Although Mr. Otis had never before interfered in public affairs, his exertions, on this single occasion, secured him a commanding popularity with the friends of their country, and the terror and vengeance of her enemies, neither of which ever deserted him.
At the next election, in May, 1761, he was elected, by a vast majority, a representative in the legislature, of the town of Boston, and continued to be so elected annually for nine years. Here, at the head of the country interest, he conducted her cause with a fortitude, prudence, ability, and perseverance, which has never been exceeded in America, at every sacrifice of health, pleasure, profit, and reputation, and against all the powers of government, and all the talents, learning, wit, scurrility, and insolence of its prostitutes.
Hampden was shot in open field of battle. Otis was basely assassinated in a coffee-house, in the night, by a well-dressed banditti, with a commissioner of the customs at their head.
During the period of nine years, that Mr.

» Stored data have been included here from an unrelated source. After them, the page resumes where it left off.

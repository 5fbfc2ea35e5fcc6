use anyhow::Context;
use std::path::PathBuf;

use sceneforge::{EditorApp, EditorSettings};

fn main() -> anyhow::Result<()> {
    env_logger::Builder::from_env(env_logger::Env::default().default_filter_or("info")).init();

    let settings_path = EditorSettings::default_path();
    let settings = EditorSettings::load_or_default(&settings_path);

    let assets: Vec<PathBuf> = std::env::args_os().skip(1).map(PathBuf::from).collect();
    if !assets.is_empty() {
        log::info!("Importing {} asset(s) from the command line", assets.len());
    }

    EditorApp::new(settings, assets)
        .run()
        .context("editor terminated with an error")
}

Otis was at the head of the cause of his country, he held correspondence with gentlemen, in England, Scotland, and various colonies in America. He must have written and received many letters, collected many pamphlets, and, probably, composed manuscripts, which might have illustrated the rising dawn of the revolution.
After my return from Europe, I asked his daughter whether she had found among her father’s manuscripts a treatise on Greek prosody. With hands and eyes uplifted, in a paroxysm of grief, she cried, “Oh! Sir, I have not a line from my father’s pen. I have not even his name in his own handwriting.” When she was a little calmed, I asked her, “Who has his papers? Where are they?” She answered, “They are no more. In one of those unhappy dispositions of mind, which distressed him after his great misfortune, and a little before his death, he collected all his papers and pamphlets, and committed them to the flames. He was several days employed in it.”